--- BRIEF ---
Copy the data exactly from the line that contains "pub struct Config" through the line that contains "socket, en segundos", keeping both end lines and leaving out everything else.

....

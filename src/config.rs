//! # Configuración del Servidor
//! src/config.rs
//!
//! Este módulo define la configuración del servidor de archivos con soporte
//! para argumentos CLI y variables de entorno. Se crea una sola vez al
//! arrancar y después es de solo lectura: todas las conexiones la comparten
//! sin locks.
//!
//! ## Ejemplos de uso
//!
//! ### CLI
//! ```bash
//! ./file_server --port 3543 --folder simple_web \
//!   --default-redirect simple_web/index.html \
//!   --max-threads 100
//! ```
//!
//! ### Variables de entorno
//! ```bash
//! HTTP_PORT=8080 SERVE_ROOT=/srv/www ./file_server --no-file-explorer
//! ```

use crate::logger::Logger;
use clap::{ArgAction, Parser};
use std::io;
use std::net::{SocketAddr, ToSocketAddrs};
use std::path::PathBuf;
use std::time::Duration;
use thiserror::Error;

/// Configuración del servidor de archivos
#[derive(Debug, Clone, Parser)]
#[command(name = "file_server")]
#[command(about = "Servidor de archivos HTTP/1.1 concurrente con soporte de rangos")]
#[command(version = "0.1.0")]
pub struct Config {
    /// Puerto en el que escucha el servidor
    #[arg(short, long, default_value = "8081", env = "HTTP_PORT")]
    pub port: u16,

    /// Host/IP en el que escucha (por defecto todas las interfaces)
    #[arg(long, default_value = "0.0.0.0", env = "HTTP_HOST")]
    pub host: String,

    /// Máximo de conexiones pendientes en la cola del listener
    #[arg(long, default_value = "250", env = "HTTP_BACKLOG")]
    pub backlog: i32,

    /// Máximo de conexiones atendidas en paralelo (un thread por conexión)
    #[arg(long = "max-threads", default_value = "250", env = "MAX_THREADS")]
    pub max_workers: usize,

    /// Directorio contra el que se resuelven las rutas
    #[arg(long, default_value = ".", env = "SERVE_ROOT")]
    pub root: PathBuf,

    /// Carpeta a la que se restringe el explorador de archivos
    #[arg(long, env = "SERVE_FOLDER")]
    pub folder: Option<String>,

    /// Ruta a la que redirige `/` (ej: simple_web/index.html)
    #[arg(long = "default-redirect", env = "DEFAULT_REDIRECT")]
    pub default_route: Option<String>,

    /// Desactiva el explorador de archivos
    #[arg(long = "no-file-explorer", action = ArgAction::SetFalse)]
    pub show_explorer: bool,

    /// Desactiva el log (menor consumo)
    #[arg(long = "no-print", action = ArgAction::SetFalse)]
    pub logging: bool,

    /// Timeout de lectura/escritura de cada socket, en segundos
    #[arg(long = "timeout", default_value = "4", env = "CLIENT_TIMEOUT")]
    pub timeout_secs: u64,

    /// Después de servir un archivo, seguir leyendo requests en la misma conexión
    #[arg(long = "keep-alive")]
    pub keep_alive: bool,
}

/// Errores de validación de la configuración
#[derive(Debug, Clone, PartialEq, Eq, Error)]
pub enum ConfigError {
    #[error("Max threads must be >= 1")]
    NoWorkers,

    #[error("Backlog must be >= 1 (got {0})")]
    InvalidBacklog(i32),

    #[error("Client timeout must be > 0")]
    NoTimeout,

    #[error("Default redirect must not be empty")]
    EmptyDefaultRoute,

    #[error("Folder to serve must not be empty")]
    EmptyFolder,

    #[error("Root {} is not a directory", .0.display())]
    RootNotADirectory(PathBuf),
}

impl Config {
    /// Crea una nueva configuración parseando argumentos CLI
    pub fn new() -> Self {
        Config::parse()
    }

    /// Obtiene la dirección completa para bind (host:port)
    ///
    /// # Ejemplo
    /// ```rust
    /// use file_server::config::Config;
    ///
    /// let config = Config::default();
    /// assert_eq!(config.address(), "0.0.0.0:8081");
    /// ```
    pub fn address(&self) -> String {
        format!("{}:{}", self.host, self.port)
    }

    /// Resuelve `host:port` a una dirección de socket
    pub fn socket_addr(&self) -> io::Result<SocketAddr> {
        (self.host.as_str(), self.port)
            .to_socket_addrs()?
            .next()
            .ok_or_else(|| {
                io::Error::new(
                    io::ErrorKind::InvalidInput,
                    format!("{} does not resolve to any address", self.address()),
                )
            })
    }

    /// Timeout de lectura/escritura de los sockets de cliente
    pub fn client_timeout(&self) -> Duration {
        Duration::from_secs(self.timeout_secs)
    }

    /// Carpeta restringida sin la `/` inicial
    ///
    /// # Ejemplo
    /// ```rust
    /// use file_server::config::Config;
    ///
    /// let mut config = Config::default();
    /// assert_eq!(config.folder_prefix(), None);
    ///
    /// config.folder = Some("/simple_web".to_string());
    /// assert_eq!(config.folder_prefix(), Some("simple_web"));
    /// ```
    pub fn folder_prefix(&self) -> Option<&str> {
        self.folder
            .as_deref()
            .map(|folder| folder.strip_prefix('/').unwrap_or(folder))
    }

    /// Valida la configuración
    ///
    /// Retorna el primer valor inválido encontrado
    pub fn validate(&self) -> Result<(), ConfigError> {
        if self.max_workers == 0 {
            return Err(ConfigError::NoWorkers);
        }
        if self.backlog <= 0 {
            return Err(ConfigError::InvalidBacklog(self.backlog));
        }
        if self.timeout_secs == 0 {
            return Err(ConfigError::NoTimeout);
        }
        if matches!(self.default_route.as_deref(), Some("")) {
            return Err(ConfigError::EmptyDefaultRoute);
        }
        if matches!(self.folder_prefix(), Some("")) {
            return Err(ConfigError::EmptyFolder);
        }
        if !self.root.is_dir() {
            return Err(ConfigError::RootNotADirectory(self.root.clone()));
        }

        Ok(())
    }

    /// Registra un resumen de la configuración al arrancar
    pub fn log_summary(&self, logger: &dyn Logger) {
        logger.info(format_args!("####  Welcome to file_server!  ####"));
        logger.info(format_args!("Address:      {}", self.address()));
        logger.info(format_args!("Root:         {}", self.root.display()));
        logger.info(format_args!("Max threads:  {}", self.max_workers));
        logger.info(format_args!("Backlog:      {}", self.backlog));
        logger.info(format_args!("Timeout:      {} s", self.timeout_secs));
        logger.info(format_args!(
            "Explorer:     {}",
            if self.show_explorer { "enabled" } else { "disabled" }
        ));
        logger.info(format_args!(
            "Keep-alive:   {}",
            if self.keep_alive { "enabled" } else { "disabled" }
        ));

        if let Some(folder) = self.folder_prefix() {
            logger.info(format_args!("Folder:       {}", folder));
        }
        if let Some(route) = &self.default_route {
            logger.info(format_args!("Redirect /:   {}", route));
        }
    }
}

impl Default for Config {
    /// Configuración por defecto (idéntica a la del CLI sin argumentos)
    fn default() -> Self {
        Self {
            port: 8081,
            host: "0.0.0.0".to_string(),
            backlog: 250,
            max_workers: 250,
            root: PathBuf::from("."),
            folder: None,
            default_route: None,
            show_explorer: true,
            logging: true,
            timeout_secs: 4,
            keep_alive: false,
        }
    }
}

#[cfg(test)]
mod tests {
    use super::*;
    use crate::logger::{LogLevel, MemoryLogger};

    #[test]
    fn test_default_config() {
        let config = Config::default();
        assert_eq!(config.port, 8081);
        assert_eq!(config.host, "0.0.0.0");
        assert_eq!(config.backlog, 250);
        assert_eq!(config.max_workers, 250);
        assert!(config.show_explorer);
        assert!(config.logging);
        assert!(!config.keep_alive);
        assert_eq!(config.client_timeout(), Duration::from_secs(4));
    }

    #[test]
    fn test_cli_defaults_match_default_impl() {
        let parsed = Config::try_parse_from(["file_server"]).unwrap();
        let default = Config::default();

        assert_eq!(parsed.port, default.port);
        assert_eq!(parsed.host, default.host);
        assert_eq!(parsed.max_workers, default.max_workers);
        assert_eq!(parsed.show_explorer, default.show_explorer);
        assert_eq!(parsed.logging, default.logging);
        assert_eq!(parsed.folder, None);
    }

    #[test]
    fn test_cli_flags() {
        let config = Config::try_parse_from([
            "file_server",
            "--port",
            "3543",
            "--folder",
            "/simple_web",
            "--default-redirect",
            "simple_web/index.html",
            "--max-threads",
            "8",
            "--no-file-explorer",
            "--no-print",
            "--keep-alive",
        ])
        .unwrap();

        assert_eq!(config.port, 3543);
        assert_eq!(config.folder_prefix(), Some("simple_web"));
        assert_eq!(config.default_route.as_deref(), Some("simple_web/index.html"));
        assert_eq!(config.max_workers, 8);
        assert!(!config.show_explorer);
        assert!(!config.logging);
        assert!(config.keep_alive);
    }

    #[test]
    fn test_address_custom() {
        let mut config = Config::default();
        config.host = "127.0.0.1".to_string();
        config.port = 3000;
        assert_eq!(config.address(), "127.0.0.1:3000");
        assert_eq!(config.socket_addr().unwrap().port(), 3000);
    }

    #[test]
    fn test_validate_success() {
        assert!(Config::default().validate().is_ok());
    }

    #[test]
    fn test_validate_invalid_workers() {
        let mut config = Config::default();
        config.max_workers = 0;
        assert_eq!(config.validate(), Err(ConfigError::NoWorkers));
    }

    #[test]
    fn test_validate_invalid_backlog() {
        let mut config = Config::default();
        config.backlog = 0;
        let result = config.validate();
        assert!(result.unwrap_err().to_string().contains("Backlog"));
    }

    #[test]
    fn test_validate_invalid_timeout() {
        let mut config = Config::default();
        config.timeout_secs = 0;
        assert_eq!(config.validate(), Err(ConfigError::NoTimeout));
    }

    #[test]
    fn test_validate_empty_strings() {
        let mut config = Config::default();
        config.default_route = Some(String::new());
        assert_eq!(config.validate(), Err(ConfigError::EmptyDefaultRoute));

        let mut config = Config::default();
        config.folder = Some("/".to_string());
        assert_eq!(config.validate(), Err(ConfigError::EmptyFolder));
    }

    #[test]
    fn test_validate_missing_root() {
        let mut config = Config::default();
        config.root = PathBuf::from("/definitely/not/here/file_server");
        assert!(matches!(config.validate(), Err(ConfigError::RootNotADirectory(_))));
    }

    #[test]
    fn test_log_summary() {
        let mut config = Config::default();
        config.default_route = Some("index.html".to_string());
        let logger = MemoryLogger::default();

        config.log_summary(&logger);

        assert!(logger.contains(LogLevel::Info, "0.0.0.0:8081"));
        assert!(logger.contains(LogLevel::Info, "Redirect /:   index.html"));
    }
}
//! # Pool Acotado de Workers
//! src/server/pool.rs
//!
//! Un thread por conexión, pero nunca más de `max` a la vez. El dispatcher
//! pide un [`WorkerPermit`] antes de aceptar: si el pool está lleno se
//! bloquea ahí, y las conexiones nuevas esperan en el backlog del kernel en
//! vez de acumularse en memoria.
//!
//! El permiso viaja dentro del thread y se libera en `Drop`, así que un
//! worker que termina por error o por panic también devuelve su lugar.

use std::io;
use std::sync::{Arc, Condvar, Mutex, MutexGuard, PoisonError};
use std::thread::{self, JoinHandle};

/// Contador de workers activos + condvar para esperar lugar
#[derive(Debug, Default)]
struct PoolState {
    active: Mutex<usize>,
    released: Condvar,
}

impl PoolState {
    fn lock(&self) -> MutexGuard<'_, usize> {
        self.active.lock().unwrap_or_else(PoisonError::into_inner)
    }
}

/// Semáforo que limita los threads de conexión
#[derive(Debug, Clone)]
pub struct WorkerPool {
    state: Arc<PoolState>,
    max: usize,
}

/// Lugar reservado en el pool; se devuelve al hacer drop
#[derive(Debug)]
pub struct WorkerPermit {
    state: Arc<PoolState>,
}

impl WorkerPool {
    /// Crea un pool con capacidad `max` (mínimo 1)
    pub fn new(max: usize) -> Self {
        Self {
            state: Arc::new(PoolState::default()),
            max: max.max(1),
        }
    }

    /// Reserva un lugar, bloqueando hasta que algún worker termine
    pub fn acquire(&self) -> WorkerPermit {
        let mut active = self.state.lock();

        while *active >= self.max {
            active = self
                .state
                .released
                .wait(active)
                .unwrap_or_else(PoisonError::into_inner);
        }

        *active += 1;
        WorkerPermit {
            state: Arc::clone(&self.state),
        }
    }

    /// Workers vivos en este momento
    pub fn active(&self) -> usize {
        *self.state.lock()
    }

    pub fn max(&self) -> usize {
        self.max
    }

    pub fn is_full(&self) -> bool {
        self.active() >= self.max
    }
}

impl WorkerPermit {
    /// Lanza `f` en un thread con nombre; el permiso se libera al terminar
    pub fn spawn<F>(self, name: String, f: F) -> io::Result<JoinHandle<()>>
    where
        F: FnOnce() + Send + 'static,
    {
        thread::Builder::new().name(name).spawn(move || {
            let _permit = self;
            f();
        })
    }
}

impl Drop for WorkerPermit {
    fn drop(&mut self) {
        let mut active = self.state.lock();
        *active = active.saturating_sub(1);
        self.state.released.notify_one();
    }
}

....

--- YOUR RESPONSE ---
pub struct Config {
    /// Puerto en el que escucha el servidor
    #[arg(short, long, default_value = "8081", env = "HTTP_PORT")]
    pub port: u16,

    /// Host/IP en el que escucha (por defecto todas las interfaces)
    #[arg(long, default_value = "0.0.0.0", env = "HTTP_HOST")]
    pub host: String,

    /// Máximo de conexiones pendientes en la cola del listener
    #[arg(long, default_value = "250", env = "HTTP_BACKLOG")]
    pub backlog: i32,

    /// Máximo de conexiones atendidas en paralelo (un thread por conexión)
    #[arg(long = "max-threads", default_value = "250", env = "MAX_THREADS")]
    pub max_workers: usize,

    /// Directorio contra el que se resuelven las rutas
    #[arg(long, default_value = ".", env = "SERVE_ROOT")]
    pub root: PathBuf,

    /// Carpeta a la que se restringe el explorador de archivos
    #[arg(long, env = "SERVE_FOLDER")]
    pub folder: Option<String>,

    /// Ruta a la que redirige `/` (ej: simple_web/index.html)
    #[arg(long = "default-redirect", env = "DEFAULT_REDIRECT")]
    pub default_route: Option<String>,

    /// Desactiva el explorador de archivos
    #[arg(long = "no-file-explorer", action = ArgAction::SetFalse)]
    pub show_explorer: bool,

    /// Desactiva el log (menor consumo)
    #[arg(long = "no-print", action = ArgAction::SetFalse)]
    pub logging: bool,

    /// Timeout de lectura/escritura de cada socket, en segundos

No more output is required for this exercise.